Stored items
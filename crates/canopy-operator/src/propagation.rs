//! Namespace, secret and role binding propagation
//!
//! Child tenants inherit selected secrets and role bindings from their
//! parent's namespace. Every copy is labeled with the namespace it was
//! propagated from, which is how copies whose source went away are found and
//! removed again.
//!
//! A propagation pass reads everything it needs (source secrets, parent role
//! bindings, the child's existing copies) before it writes anything, so a
//! failed read never leaves the child half-updated.

use canopy_core::error::Error;
use canopy_core::identity::Deadline;
use canopy_core::labels::{
    contains_all, merge_into, selector, strip_package_manager_keys, PROPAGATED_FROM_LABEL,
    PROPAGATE_DELETION_ANNOTATION,
};
use canopy_core::retry::{retry_transient, RetryPolicy};
use canopy_core::store::{ListOptions, Store, StoreObject};
use k8s_openapi::api::core::v1::{Namespace, Secret};
use k8s_openapi::api::rbac::v1::RoleBinding;
use kube::api::ObjectMeta;
use kube::ResourceExt;
use std::collections::{BTreeMap, BTreeSet};
use std::fmt;
use tracing::{debug, info, instrument, warn};

/// What a failed propagation step was working on
#[derive(Debug, Clone, Copy, PartialEq, Eq)]
pub enum PropagatedKind {
    Namespace,
    Secret,
    RoleBinding,
}

impl fmt::Display for PropagatedKind {
    fn fmt(&self, f: &mut fmt::Formatter<'_>) -> fmt::Result {
        f.write_str(match self {
            PropagatedKind::Namespace => "Namespace",
            PropagatedKind::Secret => "Secret",
            PropagatedKind::RoleBinding => "RoleBinding",
        })
    }
}

#[derive(Debug, thiserror::Error)]
#[error("{kind} propagation into namespace {namespace} failed: {source}")]
pub struct PropagationError {
    pub kind: PropagatedKind,
    pub namespace: String,
    #[source]
    pub source: Error,
}

impl PropagationError {
    fn new(kind: PropagatedKind, namespace: &str, source: Error) -> Self {
        Self {
            kind,
            namespace: namespace.to_string(),
            source,
        }
    }
}

pub type PropagationResult<T> = std::result::Result<T, PropagationError>;

/// What a propagation pass needs to know about the tenant pair
#[derive(Debug, Clone, Copy)]
pub struct PropagationRequest<'a> {
    pub parent: &'a str,
    pub child: &'a str,
    pub secret_names: &'a [String],
    /// Annotation that opts a parent role binding into propagation
    pub annotation_filter: &'a str,
}

/// Outcome of a successful propagation pass
#[derive(Debug, Clone, Default, PartialEq, Eq)]
pub struct PropagationReport {
    pub secrets: Vec<String>,
    pub role_bindings: Vec<String>,
    pub deleted: Vec<String>,
}

/// Objects that can be mirrored into a child namespace
trait Propagated: StoreObject {
    const KIND: PropagatedKind;

    /// True when `self` already carries everything `desired` would write
    fn matches(&self, desired: &Self) -> bool;

    /// Overwrite the propagated fields of `self` with those of `desired`
    fn overwrite(&mut self, desired: &Self);

    /// True when `self` cannot be updated in place to match `desired`
    fn needs_recreate(&self, _desired: &Self) -> bool {
        false
    }
}

impl Propagated for Secret {
    const KIND: PropagatedKind = PropagatedKind::Secret;

    fn matches(&self, desired: &Self) -> bool {
        self.metadata.labels == desired.metadata.labels
            && self.metadata.annotations == desired.metadata.annotations
            && self.data == desired.data
            && self.string_data == desired.string_data
            && self.type_ == desired.type_
            && self.immutable == desired.immutable
    }

    fn overwrite(&mut self, desired: &Self) {
        self.metadata.labels = desired.metadata.labels.clone();
        self.metadata.annotations = desired.metadata.annotations.clone();
        self.data = desired.data.clone();
        self.string_data = desired.string_data.clone();
        self.type_ = desired.type_.clone();
        self.immutable = desired.immutable;
    }

    fn needs_recreate(&self, desired: &Self) -> bool {
        self.immutable == Some(true)
            && (self.data != desired.data
                || self.string_data != desired.string_data
                || self.type_ != desired.type_
                || self.immutable != desired.immutable)
    }
}

impl Propagated for RoleBinding {
    const KIND: PropagatedKind = PropagatedKind::RoleBinding;

    fn matches(&self, desired: &Self) -> bool {
        self.metadata.labels == desired.metadata.labels
            && self.metadata.annotations == desired.metadata.annotations
            && self.subjects == desired.subjects
            && self.role_ref == desired.role_ref
    }

    fn overwrite(&mut self, desired: &Self) {
        self.metadata.labels = desired.metadata.labels.clone();
        self.metadata.annotations = desired.metadata.annotations.clone();
        self.subjects = desired.subjects.clone();
        self.role_ref = desired.role_ref.clone();
    }
}

/// Metadata of a copy: bookkeeping keys stripped, origin stamped
fn propagated_meta(source: &ObjectMeta, parent: &str) -> ObjectMeta {
    let mut labels = strip_package_manager_keys(source.labels.as_ref()).unwrap_or_default();
    labels.insert(PROPAGATED_FROM_LABEL.to_string(), parent.to_string());
    ObjectMeta {
        name: source.name.clone(),
        labels: Some(labels),
        annotations: strip_package_manager_keys(source.annotations.as_ref())
            .filter(|a| !a.is_empty()),
        ..Default::default()
    }
}

fn propagated_secret(source: &Secret, parent: &str) -> Secret {
    Secret {
        metadata: propagated_meta(&source.metadata, parent),
        data: source.data.clone(),
        string_data: source.string_data.clone(),
        type_: source.type_.clone(),
        immutable: source.immutable,
    }
}

fn propagated_role_binding(source: &RoleBinding, parent: &str) -> RoleBinding {
    RoleBinding {
        metadata: propagated_meta(&source.metadata, parent),
        subjects: source.subjects.clone(),
        role_ref: source.role_ref.clone(),
    }
}

/// Everything a pass writes, computed from reads only
struct Plan {
    secrets: Vec<Secret>,
    role_bindings: Vec<RoleBinding>,
    existing_secrets: BTreeMap<String, Secret>,
    existing_role_bindings: BTreeMap<String, RoleBinding>,
}

/// Propagation engine over a [`Store`]
#[derive(Clone)]
pub struct Propagator<S: Store> {
    store: S,
    retry: RetryPolicy,
}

### Task details
Keep only those lines of the records that hold "BTreeMap", and return them.

### Answer box
use std::collections::{BTreeMap, BTreeSet};
    existing_secrets: BTreeMap<String, Secret>,
    existing_role_bindings: BTreeMap<String, RoleBinding>,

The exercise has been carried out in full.